Thabata Alves, de 44 anos, é uma jornalista e mãe atípica de quatro filhos - um deles, de quase 5 anos, é autista - que mora na cidade de Olinda, na Região Metropolitana do Recife - PE.
Sem rede de apoio e contando com um auxílio financeiro insuficiente por parte dos ex-companheiros e pais das crianças, o aperto financeiro e a sobrecarga de trabalho - tanto remunerado, quanto de cuidados - provoca exaustão e adoecimento mental com que ela precisa lidar sentindo que nunca pode “falhar”.
“Antigamente as famílias eram bem maiores que as de hoje, mas sempre tinha uma irmã, um irmão, tios e avós que podiam ajudar a mãe em diversas situações. Hoje em dia, a mulher tem mais responsabilidades, jornadas de trabalho bem mais amplas dentro e fora de casa, porém não têm com quem contar. Essa semana estive doente e me vi com medo de não conseguir dar conta dos afazeres domésticos, do trabalho e dos cuidados com as crianças. Tudo traz um desgaste emocional tremendo. A gente nem pode adoecer, porque não tem com quem contar. E se a gente não estiver saudável, como vamos dar conta de todas essas demandas? É uma conta que nunca fecha.”
Thabata também relata que mesmo com “todo o amor do mundo” pelos filhos, é meramente impossível não sentir um desgaste diante de uma rotina tão extenuante, e do estresse de ser, sozinha, a responsável por todo o cuidado, organização e sustento de uma família grande. Diante disso, o esgotamento e adoecimento emocional foram inescapáveis para ela.
“Além de ser mãe solo, também não posso contar com o apoio financeiro necessário, por parte do pai, para os custos com as crianças. Mesmo que a pessoa tenha um salário foda, só ela bancando tudo, pesa.”
Como resultado da sobrecarga emocional, financeira e psicológica, o sofrimento fez Thabata adoecer. Em meio à rotina que não pode parar e esperar que ela consiga se recuperar, o sofrimento é inevitável - mesmo que ele exista em meio a muito amor à família que ela construiu.
“Por mais amor que tenha pelos meus filhos e que seja um prazer educá-los e hoje em dia até querem desvirtuar o debate porque a mulher verbaliza esse cansaço, essa solidão para todas as tomadas de decisão, não é fácil. Cabe a nós chorar no banheiro, quando dá e na maioria das vezes engolir o choro para que as crianças não se sintam culpadas.”
Questionada sobre o que acabou ficando de lado na Thabata que era - e ainda é - uma mulher antes de ter se tornado uma mãe cansada pela falta de apoio, Thabata conta que sua própria individualidade e mesmo os cuidados com sua saúde foram ficando cada vez mais escanteados.

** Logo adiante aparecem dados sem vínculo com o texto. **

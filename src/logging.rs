//! Logging abstraction layer.
//!
//! Console-backed logging macros that work across WASM and native
//! targets. All macros compile to no-ops in release builds;
//! `debug_log!` additionally requires the `debug-hooks` feature.
//!
//! | Macro | Debug assertions | Feature | WASM | Non-WASM |
//! |-------|------------------|---------|------|----------|
//! | `debug_log!` | Required | `debug-hooks` | `console.debug` | `eprintln!` |
//! | `info_log!` | Required | None | `console.info` | `eprintln!` |
//! | `warn_log!` | Required | None | `console.warn` | `eprintln!` |
//! | `error_log!` | Required | None | `console.error` | `eprintln!` |

/// Logs a debug message (requires `debug-hooks` + `debug_assertions`).
#[macro_export]
#[cfg(all(debug_assertions, feature = "debug-hooks", target_arch = "wasm32"))]
macro_rules! debug_log {
	($($arg:tt)*) => {{
		web_sys::console::debug_1(&format!($($arg)*).into());
	}};
}

/// Logs a debug message (requires `debug-hooks` + `debug_assertions`).
#[macro_export]
#[cfg(all(debug_assertions, feature = "debug-hooks", not(target_arch = "wasm32")))]
macro_rules! debug_log {
	($($arg:tt)*) => {{
		eprintln!("[DEBUG] {}", format!($($arg)*));
	}};
}

/// No-op debug_log when conditions are not met.
#[macro_export]
#[cfg(not(all(debug_assertions, feature = "debug-hooks")))]
macro_rules! debug_log {
	($($arg:tt)*) => {{}};
}

/// Logs an info message (requires `debug_assertions`).
#[macro_export]
#[cfg(all(debug_assertions, target_arch = "wasm32"))]
macro_rules! info_log {
	($($arg:tt)*) => {{
		web_sys::console::info_1(&format!($($arg)*).into());
	}};
}

/// Logs an info message (requires `debug_assertions`).
#[macro_export]
#[cfg(all(debug_assertions, not(target_arch = "wasm32")))]
macro_rules! info_log {
	($($arg:tt)*) => {{
		eprintln!("[INFO] {}", format!($($arg)*));
	}};
}

/// No-op info_log in release builds.
#[macro_export]
#[cfg(not(debug_assertions))]
macro_rules! info_log {
	($($arg:tt)*) => {{}};
}

/// Logs a warning message (requires `debug_assertions`).
#[macro_export]
#[cfg(all(debug_assertions, target_arch = "wasm32"))]
macro_rules! warn_log {
	($($arg:tt)*) => {{
		web_sys::console::warn_1(&format!($($arg)*).into());
	}};
}

/// Logs a warning message (requires `debug_assertions`).
#[macro_export]
#[cfg(all(debug_assertions, not(target_arch = "wasm32")))]
macro_rules! warn_log {
	($($arg:tt)*) => {{
		eprintln!("[WARN] {}", format!($($arg)*));
	}};
}

/// No-op warn_log in release builds.
#[macro_export]
#[cfg(not(debug_assertions))]
macro_rules! warn_log {
	($($arg:tt)*) => {{}};
}

/// Logs an error message (requires `debug_assertions`).
#[macro_export]
#[cfg(all(debug_assertions, target_arch = "wasm32"))]
macro_rules! error_log {
	($($arg:tt)*) => {{
		web_sys::console::error_1(&format!($($arg)*).into());
	}};
}

/// Logs an error message (requires `debug_assertions`).
#[macro_export]
#[cfg(all(debug_assertions, not(target_arch = "wasm32")))]
macro_rules! error_log {
	($($arg:tt)*) => {{
		eprintln!("[ERROR] {}", format!($($arg)*));
	}};
}

/// No-op error_log in release builds.
#[macro_export]
#[cfg(not(debug_assertions))]
macro_rules! error_log {
	($($arg:tt)*) => {{}};
}
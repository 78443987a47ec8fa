//! File system utilities for staging operations
//!
//! Staging never leaves half-written files behind: rendered configuration is
//! written with a write-then-rename strategy, and the scratch directory used for
//! trial rendering is removed when its guard is dropped.
//!
//! # Examples
//!
//! ```rust,no_run
//! use nginx_buildpack::utils::fs::{TempDir, copy_dir, safe_write};
//! use std::path::Path;
//!
//! # fn example() -> anyhow::Result<()> {
//! let scratch = TempDir::new("conf")?;
//! copy_dir(Path::new("/tmp/app"), scratch.path())?;
//! safe_write(&scratch.path().join("nginx.conf"), "events {}")?;
//! # Ok(())
//! # }
//! ```

pub mod atomic;
pub mod dirs;
pub mod formats;
pub mod temp;

// Directory operations
pub use dirs::{copy_dir, create_symlink, ensure_dir, ensure_parent_dir, file_exists, remove_dir_all};

// Atomic write operations
pub use atomic::{atomic_write, safe_write};

// Temporary directories
pub use temp::TempDir;

// Format-specific I/O
pub use formats::{read_text_file, read_yaml_file};
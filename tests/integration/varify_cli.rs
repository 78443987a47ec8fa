use assert_cmd::Command;
use predicates::prelude::*;
use tempfile::TempDir;

fn varify() -> Command {
    let mut cmd = Command::cargo_bin("varify").unwrap();
    cmd.env("NO_COLOR", "1").env_remove("VCAP_SERVICES").env_remove("RUST_LOG");
    cmd
}

#[test]
fn test_renders_in_place() {
    let dir = TempDir::new().unwrap();
    let conf = dir.path().join("nginx.conf");
    std::fs::write(
        &conf,
        "{{ module(name=\"ngx_stream_module\") }}\nlisten {{port}};\nset $who \"{{ env(name=\"WHO\") }}\";\n",
    )
    .unwrap();

    varify()
        .env("PORT", "4321")
        .env("NGINX_MODULES", "/deps/0/nginx/nginx/modules")
        .env("WHO", "world")
        .arg(&conf)
        .assert()
        .success()
        .stdout("");

    assert_eq!(
        std::fs::read_to_string(&conf).unwrap(),
        "load_module /deps/0/nginx/nginx/modules/ngx_stream_module.so;\nlisten 4321;\nset $who \"world\";\n"
    );
}

#[test]
fn test_reads_service_bindings() {
    let dir = TempDir::new().unwrap();
    let conf = dir.path().join("nginx.conf");
    std::fs::write(&conf, r#"proxy_pass {{ svcprop(service="api", name="backend", key="url") }};"#)
        .unwrap();

    varify()
        .env("VCAP_SERVICES", r#"{"api": [{"name": "backend", "url": "http://10.0.0.5:9000"}]}"#)
        .arg(&conf)
        .assert()
        .success();

    assert_eq!(std::fs::read_to_string(&conf).unwrap(), "proxy_pass http://10.0.0.5:9000;");
}

#[test]
fn test_failure_keeps_template() {
    let dir = TempDir::new().unwrap();
    let conf = dir.path().join("nginx.conf");
    let template = r#"listen {{port}}; {{ svcprop(service="db", name="missing", key="uri") }}"#;
    std::fs::write(&conf, template).unwrap();

    varify()
        .env("PORT", "8080")
        .arg(&conf)
        .assert()
        .failure()
        .code(1)
        .stderr(predicate::str::contains("error:"))
        .stderr(predicate::str::contains("No services of type 'db' are bound"));

    assert_eq!(std::fs::read_to_string(&conf).unwrap(), template);
}

#[test]
fn test_missing_file() {
    let dir = TempDir::new().unwrap();
    varify()
        .arg(dir.path().join("nope.conf"))
        .assert()
        .failure()
        .code(1)
        .stderr(predicate::str::contains("nope.conf"));
}

#[test]
fn test_requires_path_argument() {
    varify().assert().failure().stderr(predicate::str::contains("Usage"));
}
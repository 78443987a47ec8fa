//! Integration test suite for the nginx buildpack
//!
//! End-to-end tests over the public library API and the two binaries.
//!
//! # Running Integration Tests
//!
//! ```bash
//! cargo test --test integration
//! ```
//!
//! # Test Organization
//!
//! - **render**: template rendering against environments and service bindings
//! - **resolve**: version resolution from manifest files, library and CLI
//! - **supply**: full supply runs through the `nginx-buildpack` binary
//! - **validate**: configuration validation against a stand-in nginx
//! - **varify_cli**: the standalone `varify` renderer

mod render;
mod resolve;
mod supply;
mod validate;
mod varify_cli;

use std::path::Path;

/// Manifest used across the suite.
pub const MANIFEST: &str = r"---
language: nginx
version_lines:
  mainline: 1.25.x
  stable: 1.26.x
dependencies:
  - name: nginx
    version: 1.25.0
  - name: nginx
    version: 1.25.3
  - name: nginx
    version: 1.26.1
";

/// A minimal valid template.
pub const NGINX_CONF: &str = "\
worker_processes 1;
daemon off;
events { worker_connections 1024; }
http {
  server {
    listen {{port}};
    root public;
  }
}
";

/// Write an executable stand-in for nginx.
///
/// It implements just the configuration test: success when the rendered file
/// listens on the trial port, an `[emerg]` diagnostic on stderr otherwise.
#[cfg(unix)]
pub fn write_fake_nginx(path: &Path) {
    use std::os::unix::fs::PermissionsExt;

    let script = r#"#!/bin/sh
if [ "$1" != "-t" ]; then
  echo "nginx: only -t is supported" >&2
  exit 2
fi
conf="$3"
if grep -q "listen 8080;" "$conf"; then
  echo "nginx: the configuration file $conf syntax is ok" >&2
  exit 0
fi
echo "nginx: [emerg] no \"listen 8080\" directive in $conf" >&2
exit 1
"#;
    std::fs::create_dir_all(path.parent().unwrap()).unwrap();
    std::fs::write(path, script).unwrap();
    std::fs::set_permissions(path, std::fs::Permissions::from_mode(0o755)).unwrap();
}
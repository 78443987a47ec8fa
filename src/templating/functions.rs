//! Custom Tera functions available to nginx configuration templates.
//!
//! | Function | Example | Result |
//! |---|---|---|
//! | `port` | `{{ port() }}` | value of `PORT` |
//! | `env` | `{{ env(name="HOSTNAME") }}` | value of the variable, empty when unset |
//! | `module` | `{{ module(name="ngx_stream_module") }}` | `load_module $NGINX_MODULES/ngx_stream_module.so;` |
//! | `svcprop` | `{{ svcprop(service="db", name="mydb", key="uri") }}` | property of a bound service |
//!
//! `svcprop` accepts an optional `subkey` to read one level into a nested
//! property: `{{ svcprop(service="db", name="mydb", key="creds", subkey="user") }}`.
//! Its lookups never fall back to an empty string; see
//! [`ServiceBindingCatalog::property`].
//!
//! Every function rejects unknown argument names, so a typo such as `nmae=`
//! fails the render instead of silently producing an empty value.

use std::collections::HashMap;
use std::path::Path;
use std::sync::Arc;

use tera::{Tera, Value};

use super::environment::Environment;
use super::services::{ServiceBindingCatalog, ServiceLookupError};
use crate::constants::{MODULES_ENV, PORT_ENV};

/// Catalog as decoded for one render; a decode failure is reported by the
/// first `svcprop` call that needs it.
pub type SharedCatalog = Arc<Result<ServiceBindingCatalog, ServiceLookupError>>;

/// Register `port`, `env`, `module` and `svcprop` on a Tera instance.
pub fn register(tera: &mut Tera, environment: &Arc<dyn Environment>, catalog: SharedCatalog) {
    tera.register_function("port", create_port_function(Arc::clone(environment)));
    tera.register_function("env", create_env_function(Arc::clone(environment)));
    tera.register_function("module", create_module_function(Arc::clone(environment)));
    tera.register_function("svcprop", create_svcprop_function(catalog));
}

/// `port()`: the platform-assigned listening port.
pub fn create_port_function(environment: Arc<dyn Environment>) -> impl tera::Function + 'static {
    move |args: &HashMap<String, Value>| -> tera::Result<Value> {
        check_arguments("port", args, &[])?;
        Ok(Value::String(environment.get(PORT_ENV).unwrap_or_default()))
    }
}

/// `env(name=...)`: any environment variable, empty when unset.
pub fn create_env_function(environment: Arc<dyn Environment>) -> impl tera::Function + 'static {
    move |args: &HashMap<String, Value>| -> tera::Result<Value> {
        check_arguments("env", args, &["name"])?;
        let name = required_string("env", args, "name")?;
        Ok(Value::String(environment.get(name).unwrap_or_default()))
    }
}

/// `module(name=...)`: a `load_module` directive for a dynamic module.
pub fn create_module_function(environment: Arc<dyn Environment>) -> impl tera::Function + 'static {
    move |args: &HashMap<String, Value>| -> tera::Result<Value> {
        check_arguments("module", args, &["name"])?;
        let name = required_string("module", args, "name")?;
        Ok(Value::String(load_module_directive(
            &environment.get(MODULES_ENV).unwrap_or_default(),
            name,
        )))
    }
}

/// `svcprop(service=..., name=..., key=..., subkey=...)`: a service-binding property.
pub fn create_svcprop_function(catalog: SharedCatalog) -> impl tera::Function + 'static {
    move |args: &HashMap<String, Value>| -> tera::Result<Value> {
        check_arguments("svcprop", args, &["service", "name", "key", "subkey"])?;
        let service = required_string("svcprop", args, "service")?;
        let name = required_string("svcprop", args, "name")?;
        let key = required_string("svcprop", args, "key")?;
        let subkey = optional_string("svcprop", args, "subkey")?;

        let catalog = catalog.as_ref().as_ref().map_err(|e| tera::Error::msg(e.to_string()))?;
        catalog
            .property(service, name, key, subkey)
            .map(Value::String)
            .map_err(|e| tera::Error::msg(e.to_string()))
    }
}

/// `load_module <modules_dir>/<name>.so;`
#[must_use]
pub fn load_module_directive(modules_dir: &str, name: &str) -> String {
    format!("load_module {}.so;", Path::new(modules_dir).join(name).display())
}

fn check_arguments(
    function: &str,
    args: &HashMap<String, Value>,
    allowed: &[&str],
) -> tera::Result<()> {
    let mut unknown: Vec<&str> =
        args.keys().map(String::as_str).filter(|key| !allowed.contains(key)).collect();
    if unknown.is_empty() {
        return Ok(());
    }
    unknown.sort_unstable();

    let accepted = if allowed.is_empty() {
        "no arguments".to_string()
    } else {
        allowed.iter().map(|a| format!("`{a}`")).collect::<Vec<_>>().join(", ")
    };
    Err(tera::Error::msg(format!(
        "Function `{function}` got unexpected argument(s) {}; it accepts {accepted}",
        unknown.iter().map(|u| format!("`{u}`")).collect::<Vec<_>>().join(", ")
    )))
}

fn required_string<'a>(
    function: &str,
    args: &'a HashMap<String, Value>,
    key: &str,
) -> tera::Result<&'a str> {
    optional_string(function, args, key)?.ok_or_else(|| {
        tera::Error::msg(format!("Function `{function}` requires a `{key}` argument"))
    })
}

fn optional_string<'a>(
    function: &str,
    args: &'a HashMap<String, Value>,
    key: &str,
) -> tera::Result<Option<&'a str>> {
    match args.get(key) {
        None => Ok(None),
        Some(Value::String(value)) => Ok(Some(value)),
        Some(other) => Err(tera::Error::msg(format!(
            "Function `{function}` expects `{key}` to be a string, got `{other}`"
        ))),
    }
}
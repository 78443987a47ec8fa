//! Command-line interface for the nginx buildpack.
//!
//! # Commands
//!
//! - `supply` - Run the supply phase against a staging layout
//! - `resolve` - Show which nginx version a request resolves to
//! - `validate` - Check an application's `nginx.conf` with an installed nginx
//! - `render` - Render a configuration template with the current environment
//!
//! # Global Options
//!
//! - `--verbose` - Enable debug logging
//! - `--quiet` - Only log warnings and errors
//! - `--no-color` - Disable coloured output
//!
//! Logging goes to stderr through `tracing`; `RUST_LOG` is honoured unless
//! `--verbose` or `--quiet` is given. Staging output goes to stdout.
//!
//! # Examples
//!
//! ```bash
//! nginx-buildpack supply /tmp/app /tmp/cache /tmp/deps 0
//! nginx-buildpack resolve --version stable --manifest ./manifest.yml
//! nginx-buildpack validate /tmp/app --nginx-dir /tmp/deps/0/nginx/nginx
//! nginx-buildpack render nginx.conf --output /tmp/nginx.conf
//! ```

mod render;
mod resolve;
mod supply;
mod validate;

pub use render::{RenderCommand, render_file};
pub use resolve::ResolveCommand;
pub use supply::SupplyCommand;
pub use validate::ValidateCommand;

use std::path::PathBuf;

use anyhow::{Context, Result};
use clap::{Parser, Subcommand};
use tracing_subscriber::EnvFilter;

/// Settings derived from the global flags.
#[derive(Debug, Clone, Default, PartialEq, Eq)]
pub struct CliConfig {
    /// Filter directive overriding `RUST_LOG`, if any.
    pub log_level: Option<String>,
    pub no_color: bool,
}

impl CliConfig {
    /// Install the tracing subscriber and colour settings.
    ///
    /// Safe to call more than once; only the first subscriber sticks.
    pub fn apply(&self) {
        if self.no_color {
            colored::control::set_override(false);
        }
        init_logging(self.log_level.as_deref());
    }
}

/// Install a stderr `tracing` subscriber.
///
/// `level` wins over `RUST_LOG`; with neither, only warnings are shown.
pub fn init_logging(level: Option<&str>) {
    let filter = match level {
        Some(level) => EnvFilter::new(level),
        None => EnvFilter::try_from_default_env().unwrap_or_else(|_| EnvFilter::new("warn")),
    };

    let _ = tracing_subscriber::fmt()
        .with_env_filter(filter)
        .with_writer(std::io::stderr)
        .with_target(false)
        .try_init();
}

/// Staging tools for nginx applications.
#[derive(Parser, Debug)]
#[command(
    name = "nginx-buildpack",
    about = "Stage nginx applications - version resolution, config rendering and validation",
    version
)]
pub struct Cli {
    #[command(subcommand)]
    command: Commands,

    /// Enable debug logging.
    #[arg(short, long, global = true, conflicts_with = "quiet")]
    verbose: bool,

    /// Only log warnings and errors.
    #[arg(short, long, global = true)]
    quiet: bool,

    /// Disable coloured output.
    #[arg(long, global = true, env = "NO_COLOR", value_parser = clap::builder::FalseyValueParser::new())]
    no_color: bool,
}

#[derive(Subcommand, Debug)]
enum Commands {
    /// Install nginx and validate nginx.conf for an application
    Supply(SupplyCommand),
    /// Resolve a version request against the buildpack manifest
    Resolve(ResolveCommand),
    /// Validate nginx.conf with an installed nginx
    Validate(ValidateCommand),
    /// Render a configuration template
    Render(RenderCommand),
}

impl Cli {
    /// Apply global flags and run the selected command.
    pub fn execute(self) -> Result<()> {
        self.build_config().apply();

        match self.command {
            Commands::Supply(cmd) => cmd.execute(),
            Commands::Resolve(cmd) => cmd.execute(),
            Commands::Validate(cmd) => cmd.execute(),
            Commands::Render(cmd) => cmd.execute(),
        }
    }

    /// Translate the global flags into a [`CliConfig`].
    #[must_use]
    pub fn build_config(&self) -> CliConfig {
        let log_level = if self.verbose {
            Some("debug".to_string())
        } else if self.quiet {
            Some("warn".to_string())
        } else {
            None
        };

        CliConfig {
            log_level,
            no_color: self.no_color,
        }
    }
}

/// Root of the installed buildpack: the parent of the directory holding the
/// running executable (`<root>/bin/<exe>`).
pub(crate) fn buildpack_dir_from_exe() -> Result<PathBuf> {
    let exe = std::env::current_exe().context("Failed to locate the running executable")?;
    exe.parent()
        .and_then(|bin| bin.parent())
        .map(PathBuf::from)
        .with_context(|| format!("Cannot derive buildpack directory from {}", exe.display()))
}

Contudo, o sofrimento se impôs por meio de um diagnóstico atestando o impacto mental que uma vida tão atribulada acarreta. Para poder continuar atendendo às demandas que tem, Thabata viu que precisaria se tratar. Por si mesma e pelo bem de sua família também.
“Estou em tratamento porque me cobro por querer dar conta do que é impossível fazer sozinha, mas teimo em tentar todo dia, exaustivamente. Preciso demonstrar força, sem que necessariamente esteja forte. Vamos nos perdendo de nós mesmas, eu me vejo perdendo a minha essência.”
Outra “armadilha” mental que surge em meio a essa rotina insana que está longe de ser uma exclusividade de Thabata é a dificuldade de aceitar que o problema não está na mulher sobrecarregada que não consegue dar conta de tudo, mas na quantidade sobrehumana de atribuições postas sobre os ombros de uma pessoa só. Eis que surge, então, um sentimento traiçoeiro: a culpa materna.
“É difícil admitir que não consigo sozinha, os padrões da nossa sociedade o tempo todo nos diz que, sim, nós mulheres temos que dar conta de tudo: ser mãe como se não fosse profissional, e ser profissional como se não fosse mãe. Ser mulher atraente, interessante dentro dos padrões estabelecidos pela sociedade patriarcal. Deixamos nossos sonhos de lado porque já nem temos tanto tempo para ‘esperançar’ e assim vamos perdendo nosso brilho. Deixei meu lado mulher de lado, minha vaidade feminina e até os cuidados básicos com a saúde.”